Topics: Child; Cross-Sectional Studies; Humans; Orthodontics, Corrective; Orthognathic Surgical Procedures; Patient Reported Outcome Measures; Surveys and Questionnaires
PubMed: 32116083
DOI: 10.1177/1465312520904377 -
Clujul Medical (1957) 2015Relapse following orthodontic treatment is a constant concern of orthodontists. Fixed retention is preferred especially for the lower arch by most orthodontists. (Review)
Review
BACKGROUND
Relapse following orthodontic treatment is a constant concern of orthodontists. Fixed retention is preferred especially for the lower arch by most orthodontists.
OBJECTIVES
This review focuses on in vivo studies. The main objective is to determine the survival rates of different types of retainer: glass-fiber reinforced composite resin, polyethylene or multistrand stainless steel wire bonded to each tooth from canine to canine in the mandibular arch. A second objective is to assess which of these types is less likely to cause additional problems and the third objective is to evaluate the factors that may influence retainer survival.
RESULTS AND CONCLUSIONS
There were 8 studies identified that matched the objectives stated.

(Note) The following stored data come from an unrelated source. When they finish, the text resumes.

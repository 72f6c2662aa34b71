//! Account provisioning flows: registration, login, and password change.
//!
//! The caller owns storage and uniqueness checks. This service only decides
//! and produces credential records.

use std::sync::Arc;

use tracing::{debug, info};

use vivid_core::config::AppConfig;
use vivid_core::error::AppError;

use crate::password::{
    Candidate, CredentialCodec, CredentialHasher, CredentialRecord, PolicyVerdict,
    StrengthPolicy,
};

/// Password hashed once at construction and verified against when no
/// account exists, so unknown usernames cost the same as wrong passwords.
const DECOY_PASSWORD: &str = "decoy-Credential-0x5f3759df";

/// Outcome of a registration attempt.
#[derive(Debug, Clone, PartialEq, Eq)]
pub enum Registration {
    /// The password was accepted; persist this record.
    Accepted(CredentialRecord),
    /// The password was rejected; nothing was hashed.
    Rejected(PolicyVerdict),
}

impl Registration {
    /// The record, if accepted.
    pub fn record(&self) -> Option<&CredentialRecord> {
        match self {
            Self::Accepted(record) => Some(record),
            Self::Rejected(_) => None,
        }
    }
}

/// Outcome of a password change attempt.
#[derive(Debug, Clone, PartialEq, Eq)]
pub enum PasswordChange {
    /// Replace the stored record with this one.
    Changed(CredentialRecord),
    /// The supplied current password did not verify.
    CurrentPasswordInvalid,
    /// The new password is identical to the current one.
    SameAsCurrent,
    /// The new password was rejected by the strength policy.
    Rejected(PolicyVerdict),
}

/// Composes the strength policy and a credential hasher.
#[derive(Debug, Clone)]
pub struct CredentialService {
    /// Strength policy.
    policy: StrengthPolicy,
    /// Credential hasher.
    hasher: Arc<dyn CredentialHasher>,
    /// Record verified against for unknown accounts.
    decoy: CredentialRecord,
}

impl CredentialService {
    /// Creates a new credential service.
    ///
    /// Fails only if the hasher cannot produce a record.
    pub fn new(policy: StrengthPolicy, hasher: Arc<dyn CredentialHasher>) -> Result<Self, AppError> {
        let decoy = hasher.hash(DECOY_PASSWORD)?;
        Ok(Self {
            policy,
            hasher,
            decoy,
        })
    }

    /// Creates a service with an Argon2 codec from application configuration.
    pub fn from_config(config: &AppConfig) -> Result<Self, AppError> {
        let policy = StrengthPolicy::new(&config.policy);
        let codec = CredentialCodec::new(&config.hashing)?;
        Self::new(policy, Arc::new(codec))
    }

    /// The credential hasher.
    pub fn hasher(&self) -> &Arc<dyn CredentialHasher> {
        &self.hasher
    }

    /// Evaluates the candidate and, if accepted, hashes the password.
    pub fn register(&self, candidate: &Candidate) -> Result<Registration, AppError> {
        let verdict = self.policy.evaluate_candidate(candidate);
        if !verdict.is_accepted() {
            return Ok(Registration::Rejected(verdict));
        }

        let record = self.hasher.hash(candidate.password())?;

        info!(username = %candidate.username, "Credential provisioned");

        Ok(Registration::Accepted(record))
    }

    /// Checks a login attempt against the stored record, if any.
    ///
    /// With no record the decoy is verified and `false` returned.
    pub fn login(&self, record: Option<&CredentialRecord>, attempted: &str) -> bool {
        match record {
            Some(record) => self.hasher.verify(record, attempted),
            None => {
                std::hint::black_box(self.hasher.verify(&self.decoy, attempted));
                debug!("Login attempted for an account without a credential");
                false
            }
        }
    }

    /// Replaces the credential after checking the current password.
    pub fn change_password(
        &self,
        current_record: &CredentialRecord,
        current_password: &str,
        candidate: &Candidate,
    ) -> Result<PasswordChange, AppError> {
        if !self.hasher.verify(current_record, current_password) {
            return Ok(PasswordChange::CurrentPasswordInvalid);
        }

        let verdict = self.policy.evaluate_candidate(candidate);
        if !verdict.is_accepted() {
            return Ok(PasswordChange::Rejected(verdict));
        }

        if candidate.password() == current_password {
            return Ok(PasswordChange::SameAsCurrent);
        }

        let record = self.hasher.hash(candidate.password())?;

        info!(username = %candidate.username, "Password changed");

        Ok(PasswordChange::Changed(record))
    }
}
//! Argon2 credential hashing and verification.
//!
//! Records written by the legacy account store are bcrypt (`$2a$`, `$2b$`,
//! `$2y$`). Those still verify, and always report that they need a rehash so
//! they move to Argon2 on the next successful login.

use std::fmt::Debug;

use argon2::{
    Algorithm, Argon2, Params, Version,
    password_hash::{
        self, PasswordHash, PasswordHasher as ArgonHasher, PasswordVerifier, SaltString,
        rand_core::OsRng,
    },
};
use tracing::{debug, warn};

use vivid_core::config::hashing::{HashAlgorithm, HashingConfig};
use vivid_core::error::AppError;

use super::record::CredentialRecord;

/// Records asking for more memory than this (KiB) are refused before any
/// work is done.
pub const MAX_RECORD_MEMORY_KIB: u32 = 1024 * 1024;

/// Records asking for more passes than this are refused.
pub const MAX_RECORD_ITERATIONS: u32 = 64;

/// Records asking for more lanes than this are refused.
pub const MAX_RECORD_PARALLELISM: u32 = 64;

/// Algorithm tags of bcrypt records accepted for verification.
const BCRYPT_TAGS: [&str; 3] = ["2a", "2b", "2y"];

/// Turns plaintext passwords into credential records and checks attempts
/// against them.
pub trait CredentialHasher: Send + Sync + Debug {
    /// Hashes a password with a fresh random salt.
    fn hash(&self, password: &str) -> Result<CredentialRecord, AppError>;

    /// Returns `true` only if `attempted` matches `record`.
    ///
    /// Malformed, empty, or foreign records yield `false`.
    fn verify(&self, record: &CredentialRecord, attempted: &str) -> bool;

    /// Returns `true` if `record` was not produced with the current
    /// algorithm and cost parameters.
    fn needs_rehash(&self, record: &CredentialRecord) -> bool;
}

/// Argon2-based credential codec.
///
/// New records use the configured variant and cost. Verification reads
/// algorithm, version, cost, and salt from the record itself, so records
/// written under older settings keep verifying.
#[derive(Debug, Clone)]
pub struct CredentialCodec {
    /// Argon2 variant for new records.
    algorithm: HashAlgorithm,
    /// Cost parameters for new records.
    params: Params,
}

impl CredentialCodec {
    /// Creates a codec from hashing configuration.
    pub fn new(config: &HashingConfig) -> Result<Self, AppError> {
        let params = Params::new(
            config.memory_kib,
            config.iterations,
            config.parallelism,
            None,
        )
        .map_err(|e| AppError::configuration(format!("Invalid hashing parameters: {e}")))?;

        Ok(Self {
            algorithm: config.algorithm,
            params,
        })
    }

    /// The Argon2 variant used for new records.
    pub fn algorithm(&self) -> HashAlgorithm {
        self.algorithm
    }

    fn argon2(&self) -> Argon2<'static> {
        Argon2::new(
            argon2_variant(self.algorithm),
            Version::V0x13,
            self.params.clone(),
        )
    }
}

impl Default for CredentialCodec {
    fn default() -> Self {
        Self {
            algorithm: HashAlgorithm::Argon2id,
            params: Params::default(),
        }
    }
}

impl CredentialHasher for CredentialCodec {
    fn hash(&self, password: &str) -> Result<CredentialRecord, AppError> {
        let salt = SaltString::generate(&mut OsRng);

        let hash = self
            .argon2()
            .hash_password(password.as_bytes(), &salt)
            .map_err(|e| AppError::internal(format!("Password hashing failed: {e}")))?;

        debug!(algorithm = %self.algorithm, "Credential record created");
        Ok(CredentialRecord::from_stored(hash.to_string()))
    }

    fn verify(&self, record: &CredentialRecord, attempted: &str) -> bool {
        if record.is_empty() {
            return false;
        }

        if is_bcrypt(record) {
            return verify_bcrypt(record, attempted);
        }

        let parsed = match PasswordHash::new(record.as_str()) {
            Ok(parsed) => parsed,
            Err(e) => {
                warn!(error = %e, "Malformed credential record");
                return false;
            }
        };

        if !within_cost_ceiling(&parsed) {
            warn!(
                algorithm = %parsed.algorithm,
                "Credential record cost exceeds the verification ceiling"
            );
            return false;
        }

        // The digest comparison inside `verify_password` is constant-time
        // (`password_hash::Output` equality).
        match Argon2::default().verify_password(attempted.as_bytes(), &parsed) {
            Ok(()) => true,
            Err(password_hash::Error::Password) => false,
            Err(e) => {
                warn!(error = %e, "Credential record could not be verified");
                false
            }
        }
    }

    fn needs_rehash(&self, record: &CredentialRecord) -> bool {
        if is_bcrypt(record) {
            return true;
        }

        let Ok(parsed) = PasswordHash::new(record.as_str()) else {
            return true;
        };

        if parsed.algorithm != argon2_variant(self.algorithm).ident() {
            return true;
        }

        if parsed.version != Some(ARGON2_VERSION) {
            return true;
        }

        match Params::try_from(&parsed) {
            Ok(params) => {
                params.m_cost() != self.params.m_cost()
                    || params.t_cost() != self.params.t_cost()
                    || params.p_cost() != self.params.p_cost()
            }
            Err(_) => true,
        }
    }
}

/// Numeric form of [`Version::V0x13`] as it appears in PHC strings.
const ARGON2_VERSION: u32 = 0x13;

fn argon2_variant(algorithm: HashAlgorithm) -> Algorithm {
    match algorithm {
        HashAlgorithm::Argon2id => Algorithm::Argon2id,
        HashAlgorithm::Argon2i => Algorithm::Argon2i,
        HashAlgorithm::Argon2d => Algorithm::Argon2d,
    }
}

fn is_bcrypt(record: &CredentialRecord) -> bool {
    record
        .algorithm()
        .is_some_and(|tag| BCRYPT_TAGS.contains(&tag))
}

fn verify_bcrypt(record: &CredentialRecord, attempted: &str) -> bool {
    match bcrypt::verify(attempted, record.as_str()) {
        Ok(matched) => matched,
        Err(e) => {
            warn!(error = %e, "Legacy bcrypt record could not be verified");
            false
        }
    }
}

fn within_cost_ceiling(parsed: &PasswordHash<'_>) -> bool {
    match Params::try_from(parsed) {
        Ok(params) => {
            params.m_cost() <= MAX_RECORD_MEMORY_KIB
                && params.t_cost() <= MAX_RECORD_ITERATIONS
                && params.p_cost() <= MAX_RECORD_PARALLELISM
        }
        Err(_) => false,
    }
}
//! Password policy enforcement and credential hashing.

pub mod codec;
pub mod denylist;
pub mod policy;
pub mod record;
pub mod similarity;
pub mod verdict;

pub use codec::{CredentialCodec, CredentialHasher};
pub use denylist::Denylist;
pub use policy::StrengthPolicy;
pub use record::CredentialRecord;
pub use verdict::{Candidate, PolicyVerdict, VerdictReason};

Current in vivo studies on survival rate take little notice of the role of the material used for bonding of the fixed retainer. It is not possible to draw a conclusion on reliability of new types of retainers glass fiber reinforced composite resin or polyethylene compared to multistrand stainless steel wire. The multistrand wire remains the gold standard for fixed retention. Although it is a logical outcome that retainer survival is dependent on the application technique, there seems to be no research outcome proving that operator experience, moisture control are essential, nor does patient age or sex have statistically proven effects on survival rates. Adequate studies that involve such aspects should be performed.